===== Input data

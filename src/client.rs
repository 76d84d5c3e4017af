//! Tunnel client lifecycle.
//!
//! [`Client`] sequences one tunnel session: fingerprint the pushed
//! configuration, reuse a persisted descriptor when it matches, otherwise
//! drive the platform builder through a fresh configuration pass and
//! establish a new descriptor, then wrap it in the packet engine. The
//! embedding session observes progress through [`TunParent`] callbacks
//! and supplies the server endpoint through [`Transport`].

use std::net::{IpAddr, Ipv4Addr, Ipv6Addr};
use std::os::unix::io::RawFd;
use std::path::Path;
use std::sync::Arc;

use bytes::Bytes;
use serde::{Deserialize, Serialize};
use tokio::task::JoinHandle;
use tracing::{debug, error, info};

use crate::builder::{self, BuilderCapture, SharedBuilder};
use crate::configurator::configure_builder;
use crate::directive::DirectiveList;
use crate::error::{Error, ErrorKind, Result};
use crate::io::TunIo;
use crate::persist::TunPersist;
use crate::stats::SessionStats;

fn default_n_parallel() -> usize {
    8
}

/// Client-side tunnel options, loadable from a JSON file.
#[derive(Debug, Clone, PartialEq, Eq, Serialize, Deserialize)]
pub struct ClientOptions {
    /// Session name shown by the platform UI, empty to leave unset.
    #[serde(default)]
    pub session_name: String,

    /// Tunnel MTU, 0 to leave the platform default.
    #[serde(default)]
    pub mtu: u16,

    /// Outstanding parallel reads on the tunnel descriptor.
    #[serde(default = "default_n_parallel")]
    pub n_parallel: usize,

    /// Never close the descriptor from this client; it belongs to the
    /// embedding application.
    #[serde(default)]
    pub retain_fd: bool,

    /// Descriptor carries a 4-byte address-family prefix on each packet.
    #[serde(default)]
    pub tun_prefix: bool,

    /// Inject fallback DNS servers when gateway redirection is pushed
    /// without any DNS server.
    #[serde(default)]
    pub dns_fallback: bool,

    /// Log the captured builder configuration before starting.
    #[serde(default)]
    pub debug_builder: bool,
}

impl Default for ClientOptions {
    fn default() -> Self {
        Self {
            session_name: String::new(),
            mtu: 0,
            n_parallel: default_n_parallel(),
            retain_fd: false,
            tun_prefix: false,
            dns_fallback: false,
            debug_builder: false,
        }
    }
}

impl ClientOptions {
    pub fn from_file<P: AsRef<Path>>(path: P) -> Result<Self> {
        let text = std::fs::read_to_string(path.as_ref())?;
        serde_json::from_str(&text)
            .map_err(|e| Error::config(format!("{}: {}", path.as_ref().display(), e)))
    }
}

/// Tunnel addressing established during one configuration pass, read by
/// the rest of the session to report the VPN-side addresses.
#[derive(Debug, Clone, Default, PartialEq, Eq)]
pub struct ClientState {
    pub vpn_ip4: Option<Ipv4Addr>,
    pub vpn_ip6: Option<Ipv6Addr>,
}

/// Callbacks into the embedding session. Invoked from the client's own
/// task context, never concurrently.
pub trait TunParent: Send + Sync {
    /// One inbound packet, prefix already stripped.
    fn tun_recv(&self, packet: Bytes);

    /// Terminal tunnel failure.
    fn tun_error(&self, kind: ErrorKind, detail: &str);

    /// A fresh builder session is about to be configured.
    fn tun_pre_tun_config(&self) {}

    /// Route configuration is about to be applied.
    fn tun_pre_route_config(&self) {}

    /// The packet engine is up.
    fn tun_connected(&self) {}
}

/// Supplies the server's network endpoint, queried once per start so a
/// re-resolved address is picked up across reconnects.
pub trait Transport: Send + Sync {
    fn server_endpoint_addr(&self) -> IpAddr;
}

/// Shared configuration for one client instance.
pub struct ClientConfig {
    pub opts: ClientOptions,
    pub stats: Arc<SessionStats>,
    pub persist: Option<Arc<TunPersist>>,
    pub builder: SharedBuilder,
}

impl ClientConfig {
    pub fn new(opts: ClientOptions, builder: SharedBuilder) -> Self {
        Self {
            opts,
            stats: Arc::new(SessionStats::new()),
            persist: None,
            builder,
        }
    }

    /// Enable session persistence: an unchanged pushed configuration
    /// reuses the established descriptor across reconnects.
    pub fn with_persistence(mut self) -> Self {
        self.persist = Some(Arc::new(TunPersist::new(
            self.opts.retain_fd,
            Some(self.builder.clone()),
        )));
        self
    }
}

#[derive(Debug, Clone, Copy, PartialEq, Eq)]
enum Phase {
    Idle,
    Starting,
    Connected,
    Halted,
}

/// One tunnel session from descriptor acquisition to teardown.
pub struct Client {
    config: ClientConfig,
    parent: Arc<dyn TunParent>,
    transport: Arc<dyn Transport>,
    state: ClientState,
    io: Option<TunIo>,
    pump: Option<JoinHandle<()>>,
    phase: Phase,
}

impl Client {
    pub fn new(
        config: ClientConfig,
        parent: Arc<dyn TunParent>,
        transport: Arc<dyn Transport>,
    ) -> Self {
        Self {
            config,
            parent,
            transport,
            state: ClientState::default(),
            io: None,
            pump: None,
            phase: Phase::Idle,
        }
    }

    /// Bring the tunnel up from the given pushed directives. Ignored on a
    /// client that has already started or halted. Failures are reported
    /// through [`TunParent::tun_error`]; after a setup failure the client
    /// is stopped and any persisted session is closed, so no partially
    /// configured descriptor stays reachable.
    pub async fn start(&mut self, directives: &DirectiveList) {
        if self.phase != Phase::Idle {
            debug!(phase = ?self.phase, "tun: start ignored");
            return;
        }
        self.phase = Phase::Starting;
        match self.start_inner(directives) {
            Ok(true) => {
                self.phase = Phase::Connected;
                self.parent.tun_connected();
            }
            Ok(false) => {
                // descriptor acquisition failed and was reported; nothing
                // was brought up, so a later start may retry
                self.phase = Phase::Idle;
            }
            Err(e) => {
                error!("tun setup failed: {}", e);
                self.stop();
                if let Some(persist) = &self.config.persist {
                    persist.close();
                }
                self.config.stats.error(ErrorKind::TunSetupFailed);
                self.parent
                    .tun_error(ErrorKind::TunSetupFailed, &e.to_string());
            }
        }
    }

    fn start_inner(&mut self, directives: &DirectiveList) -> Result<bool> {
        let server = self.transport.server_endpoint_addr();

        if self.config.opts.debug_builder {
            let mut cap = BuilderCapture::new();
            match configure_builder(
                &mut cap,
                None,
                None,
                server,
                &self.config.opts,
                directives,
                true,
            ) {
                Ok(_) => info!("tun builder configuration:\n{}", cap.render()),
                Err(e) => info!("tun builder debug capture failed: {}", e),
            }
        }

        // Fingerprint pass: a capture failure disables persistence for
        // this round rather than risking a stale reuse decision.
        let candidate = match &self.config.persist {
            Some(_) => {
                let mut cap = BuilderCapture::new();
                match configure_builder(
                    &mut cap,
                    None,
                    None,
                    server,
                    &self.config.opts,
                    directives,
                    true,
                ) {
                    Ok(_) => Some(cap.render()),
                    Err(e) => {
                        debug!("tun context fingerprint capture failed: {}", e);
                        None
                    }
                }
            }
            None => None,
        };

        let mut state = ClientState::default();
        let mut reused = false;
        let mut fd: Option<RawFd> = None;

        if let (Some(persist), Some(fp)) =
            (self.config.persist.as_deref(), candidate.as_deref())
        {
            if persist.matches(fp) {
                state = persist.state();
                fd = Some(persist.fd());
                reused = true;
                info!("tun: reusing established session");
            }
        }

        let fd = match fd {
            Some(fd) => fd,
            None => {
                {
                    let mut tb = builder::lock(&self.config.builder);
                    if !tb.new_session() {
                        return Err(Error::builder("new session rejected"));
                    }
                }
                self.parent.tun_pre_tun_config();
                {
                    let mut tb = builder::lock(&self.config.builder);
                    configure_builder(
                        &mut *tb,
                        Some(&mut state),
                        Some(&self.config.stats),
                        server,
                        &self.config.opts,
                        directives,
                        false,
                    )?;
                }
                let established = builder::lock(&self.config.builder).establish();
                match established {
                    Some(fd) => fd,
                    None => {
                        error!("tun: cannot acquire tun interface socket");
                        self.config.stats.error(ErrorKind::TunIfaceCreate);
                        self.parent.tun_error(
                            ErrorKind::TunIfaceCreate,
                            "cannot acquire tun interface socket",
                        );
                        return Ok(false);
                    }
                }
            }
        };

        if !reused {
            if let (Some(persist), Some(fp)) =
                (self.config.persist.as_deref(), candidate.as_deref())
            {
                persist.persist(fd, &state, fp);
                debug!("tun: saving session for reuse, fingerprint:\n{}", fp);
            }
        }

        // A descriptor held by the persistence layer outlives the engine.
        let retain = candidate.is_some() || reused || self.config.opts.retain_fd;
        let mut io = TunIo::new(
            fd,
            retain,
            self.config.opts.tun_prefix,
            self.config.stats.clone(),
        );
        let mut rx = io
            .start(self.config.opts.n_parallel)
            .ok_or_else(|| Error::iface("packet engine refused to start"))?;

        let parent = self.parent.clone();
        let pool = io.pool();
        self.pump = Some(tokio::spawn(async move {
            while let Some(pkt) = rx.recv().await {
                parent.tun_recv(pkt.clone());
                pool.try_reclaim(pkt);
            }
        }));

        self.io = Some(io);
        self.state = state;
        info!(
            name = self.tun_name(),
            parallel = self.config.opts.n_parallel,
            reused,
            "tun: connected"
        );
        Ok(true)
    }

    /// Forward one outbound packet to the tunnel. False when the client
    /// is not connected or the write was refused.
    pub fn send(&self, packet: &[u8]) -> bool {
        match &self.io {
            Some(io) => io.write(packet),
            None => false,
        }
    }

    /// Halt the engine and tear down the builder session. Idempotent.
    /// A persisted session is left open for the next client instance;
    /// its own close path tears the builder down instead.
    pub fn stop(&mut self) {
        if self.phase == Phase::Halted {
            return;
        }
        self.phase = Phase::Halted;
        if let Some(pump) = self.pump.take() {
            pump.abort();
        }
        let had_engine = match self.io.take() {
            Some(mut io) => {
                io.stop();
                true
            }
            None => false,
        };
        // only an established session has builder state to tear down; with
        // persistence the teardown duty belongs to its close path
        if had_engine && self.config.persist.is_none() {
            builder::lock(&self.config.builder).teardown();
        }
        debug!("tun: client stopped");
    }

    pub fn is_connected(&self) -> bool {
        self.phase == Phase::Connected
    }

    pub fn tun_name(&self) -> &'static str {
        match &self.io {
            Some(io) => io.name(),
            None => "UNDEF_TUN",
        }
    }

    pub fn state(&self) -> &ClientState {
        &self.state
    }

    pub fn vpn_ip4(&self) -> Option<Ipv4Addr> {
        self.state.vpn_ip4
    }

    pub fn vpn_ip6(&self) -> Option<Ipv6Addr> {
        self.state.vpn_ip6
    }

    pub fn stats(&self) -> &SessionStats {
        &self.config.stats
    }
}

impl Drop for Client {
    fn drop(&mut self) {
        self.stop();
    }
}
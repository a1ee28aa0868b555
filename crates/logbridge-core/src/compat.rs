//! Narrowed std-logger interface compatibility
//!
//! The mimicked logger interface carries a formatter and a log-device
//! slot. Both belong to the engine's output layer here, so the facade
//! keeps the names but refuses to construct them.

use crate::error::{BridgeError, BridgeResult};

/// Formatter slot of the mimicked interface; construction always fails
#[derive(Debug)]
pub struct Formatter {
    _private: (),
}

impl Formatter {
    pub fn new() -> BridgeResult<Self> {
        Err(BridgeError::Unimplemented {
            feature: "Formatter",
        })
    }
}

/// Log-device slot of the mimicked interface; construction always fails
#[derive(Debug)]
pub struct LogDevice {
    _private: (),
}

impl LogDevice {
    pub fn new() -> BridgeResult<Self> {
        Err(BridgeError::Unimplemented {
            feature: "LogDevice",
        })
    }
}

#[cfg(test)]
mod tests {
    use super::*;

    #[test]
    fn test_formatter_refuses_construction() {
        let err = Formatter::new().unwrap_err();
        assert!(matches!(err, BridgeError::Unimplemented { feature: "Formatter" }));
    }

    #[test]
    fn test_log_device_refuses_construction() {
        let err = LogDevice::new().unwrap_err();
        assert!(matches!(err, BridgeError::Unimplemented { feature: "LogDevice" }));
    }
}
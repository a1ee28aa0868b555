//! Thread-local diagnostic context

use std::cell::RefCell;
use std::collections::HashMap;

use super::traits::DiagnosticContext;

thread_local! {
    static MDC: RefCell<HashMap<String, String>> = RefCell::new(HashMap::new());
}

/// Diagnostic context backed by one map per thread.
///
/// The map itself is process-global, as an engine's MDC conventionally
/// is; all engines in a process observe the same per-thread bindings.
#[derive(Debug, Clone, Copy, Default)]
pub struct ThreadLocalMdc;

impl ThreadLocalMdc {
    /// Create a handle to the shared context
    pub fn new() -> Self {
        Self
    }
}

impl DiagnosticContext for ThreadLocalMdc {
    fn put(&self, key: &str, value: &str) {
        MDC.with(|map| {
            map.borrow_mut().insert(key.to_string(), value.to_string());
        });
    }

    fn remove(&self, key: &str) {
        MDC.with(|map| {
            map.borrow_mut().remove(key);
        });
    }

    fn get(&self, key: &str) -> Option<String> {
        MDC.with(|map| map.borrow().get(key).cloned())
    }
}
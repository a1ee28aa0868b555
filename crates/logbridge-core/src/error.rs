//! Facade error types

use thiserror::Error;

/// Errors that can occur at the facade boundary
///
/// Caller-frame parse failures are deliberately absent: a log call must
/// never fail because its own location could not be captured, so those
/// degrade to blank fields instead (see [`crate::context::CallerFrame`]).
#[derive(Error, Debug)]
pub enum BridgeError {
    /// A level value with no mapping between the two severity scales
    #[error("unsupported level: {value}")]
    UnsupportedLevel { value: String },

    /// Construction of an interface-compatibility type the facade does not support
    #[error("{feature} is not implemented by this facade")]
    Unimplemented { feature: &'static str },
}

impl BridgeError {
    /// Create an unsupported-level error
    pub fn unsupported_level(value: impl ToString) -> Self {
        Self::UnsupportedLevel {
            value: value.to_string(),
        }
    }
}

pub type BridgeResult<T> = Result<T, BridgeError>;
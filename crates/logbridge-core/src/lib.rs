//! Logbridge Core
//!
//! Engine-agnostic leveled-logger facade. Code written against the
//! conventional six-severity logger interface drives a hierarchical
//! logging engine with its own severity scale, per-name logger tree
//! and thread-local diagnostic context; this crate keeps the two
//! models consistent without losing what either side expects.
//!
//! The pieces:
//! - severity translation between the facade scale and the engine
//!   scale ([`Severity`], [`EngineLevel`])
//! - a registry guaranteeing one facade instance per engine logger,
//!   with parent resolution along the dotted-name tree
//!   ([`LoggerRegistry`])
//! - per-call caller-location capture, scoped into the engine's
//!   diagnostic context and always taken down again ([`CallerFrame`])
//! - normalization of plain, deferred and message-plus-error call
//!   shapes into one (text, error) pair ([`Payload`])
//!
//! ```rust,ignore
//! use std::sync::Arc;
//! use logbridge_core::{LoggerRegistry, ConsoleEngine, Severity};
//!
//! let registry = LoggerRegistry::new(Arc::new(ConsoleEngine::new()));
//! let logger = registry.lookup("db.pool");
//! logger.set_level(Severity::Info)?;
//! logger.set_tracing(true);
//!
//! logger.info("pool ready");
//! logger.debug_with(|| format!("expensive dump: {:?}", 1)); // skipped below Info
//! ```

pub mod error;
pub mod level;
pub mod engine;
pub mod message;
pub mod context;
pub mod registry;
pub mod logger;
pub mod compat;

// Re-export commonly used types
pub use error::{BridgeError, BridgeResult};
pub use level::{EngineLevel, LevelSpec, Severity};

pub use engine::{
    ConsoleEngine, DiagnosticContext, Engine, EngineLogger, LogRecord, MemoryEngine,
    ThreadLocalMdc,
};

pub use context::{CallerFrame, FILE_NAME_KEY, LINE_NUMBER_KEY, METHOD_NAME_KEY};

pub use message::Payload;

pub use registry::{global, install, LoggerAttributes, LoggerRegistry, DEFAULT_NAMESPACE};

pub use logger::Logger;

pub use compat::{Formatter, LogDevice};
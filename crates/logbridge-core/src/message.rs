//! Normalization of the accepted call shapes into (text, associated error)
//!
//! Severity methods accept plain text or an error-like value; the
//! explicit-error variants add a separate error argument. Whatever the
//! shape, the engine is handed one rendered text plus at most one
//! associated error.

use std::borrow::Cow;
use std::error::Error;

/// Message argument of a severity call
pub enum Payload<'a> {
    /// Plain text, borrowed or owned
    Text(Cow<'a, str>),
    /// Error-like value; rendered into the text and forwarded as the
    /// associated error
    Failure(&'a (dyn Error + 'static)),
}

impl<'a> From<&'a str> for Payload<'a> {
    fn from(text: &'a str) -> Self {
        Payload::Text(Cow::Borrowed(text))
    }
}

impl From<String> for Payload<'static> {
    fn from(text: String) -> Self {
        Payload::Text(Cow::Owned(text))
    }
}

impl<'a> From<&'a (dyn Error + 'static)> for Payload<'a> {
    fn from(error: &'a (dyn Error + 'static)) -> Self {
        Payload::Failure(error)
    }
}

impl<'a, E: Error + 'static> From<&'a E> for Payload<'a> {
    fn from(error: &'a E) -> Self {
        Payload::Failure(error)
    }
}

/// Render the message shape into text plus the associated error
pub(crate) fn normalize(payload: Payload<'_>) -> (String, Option<&(dyn Error + 'static)>) {
    match payload {
        Payload::Text(text) => (text.into_owned(), None),
        Payload::Failure(error) => (render_error(error), Some(error)),
    }
}

/// Explicit message plus explicit error: nested causes are concatenated
/// into the text so the whole chain survives even when the output layer
/// prints only the message
pub(crate) fn with_error(message: &str, error: &(dyn Error + 'static)) -> String {
    let mut text = message.to_string();
    append_causes(&mut text, error.source());
    text
}

/// Description plus the full cause chain, one line per cause
pub(crate) fn render_error(error: &(dyn Error + 'static)) -> String {
    let mut text = error.to_string();
    append_causes(&mut text, error.source());
    text
}

fn append_causes(text: &mut String, mut cause: Option<&(dyn Error + 'static)>) {
    while let Some(current) = cause {
        text.push_str("\n  caused by: ");
        text.push_str(&current.to_string());
        cause = current.source();
    }
}

#[cfg(test)]
mod tests {
    use super::*;
    use std::fmt;

    #[derive(Debug)]
    struct ChainedError {
        message: &'static str,
        cause: Option<Box<ChainedError>>,
    }

    impl ChainedError {
        fn new(message: &'static str) -> Self {
            Self { message, cause: None }
        }

        fn with_cause(message: &'static str, cause: ChainedError) -> Self {
            Self {
                message,
                cause: Some(Box::new(cause)),
            }
        }
    }

    impl fmt::Display for ChainedError {
        fn fmt(&self, f: &mut fmt::Formatter<'_>) -> fmt::Result {
            f.write_str(self.message)
        }
    }

    impl Error for ChainedError {
        fn source(&self) -> Option<&(dyn Error + 'static)> {
            self.cause.as_deref().map(|cause| cause as &(dyn Error + 'static))
        }
    }

    #[test]
    fn test_text_payload_passes_through() {
        let (text, error) = normalize(Payload::from("plain message"));
        assert_eq!(text, "plain message");
        assert!(error.is_none());
    }

    #[test]
    fn test_owned_text_payload() {
        let (text, error) = normalize(Payload::from(String::from("owned")));
        assert_eq!(text, "owned");
        assert!(error.is_none());
    }

    #[test]
    fn test_error_payload_travels_as_associated_error() {
        let failure = ChainedError::new("boom");
        let (text, error) = normalize(Payload::from(&failure));
        assert_eq!(text, "boom");
        assert_eq!(error.map(|e| e.to_string()).as_deref(), Some("boom"));
    }

    #[test]
    fn test_error_payload_renders_cause_chain() {
        let failure =
            ChainedError::with_cause("request failed", ChainedError::with_cause("socket closed", ChainedError::new("reset by peer")));
        let (text, _) = normalize(Payload::from(&failure));
        assert_eq!(
            text,
            "request failed\n  caused by: socket closed\n  caused by: reset by peer"
        );
    }

    #[test]
    fn test_with_error_keeps_message_and_appends_causes() {
        let failure = ChainedError::with_cause("socket closed", ChainedError::new("reset by peer"));
        let text = with_error("request failed", &failure);
        assert_eq!(
            text,
            "request failed\n  caused by: reset by peer"
        );
    }

    #[test]
    fn test_with_error_without_cause_is_just_the_message() {
        let failure = ChainedError::new("boom");
        assert_eq!(with_error("context", &failure), "context");
    }

    #[test]
    fn test_dyn_error_payload() {
        let failure = ChainedError::new("boom");
        let dynamic: &(dyn Error + 'static) = &failure;
        let (text, error) = normalize(Payload::from(dynamic));
        assert_eq!(text, "boom");
        assert!(error.is_some());
    }
}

==========

**The problem:** Reproduce exactly, and only, the lines from the start of the entries through the one that contains "use bytes::Bytes;".

**Written reply:**
filename src/client.rs
repository 76d84d5c3e4017af
//! Tunnel client lifecycle.
//!
//! [`Client`] sequences one tunnel session: fingerprint the pushed
//! configuration, reuse a persisted descriptor when it matches, otherwise
//! drive the platform builder through a fresh configuration pass and
//! establish a new descriptor, then wrap it in the packet engine. The
//! embedding session observes progress through [`TunParent`] callbacks
//! and supplies the server endpoint through [`Transport`].

use std::net::{IpAddr, Ipv4Addr, Ipv6Addr};
use std::os::unix::io::RawFd;
use std::path::Path;
use std::sync::Arc;

use bytes::Bytes;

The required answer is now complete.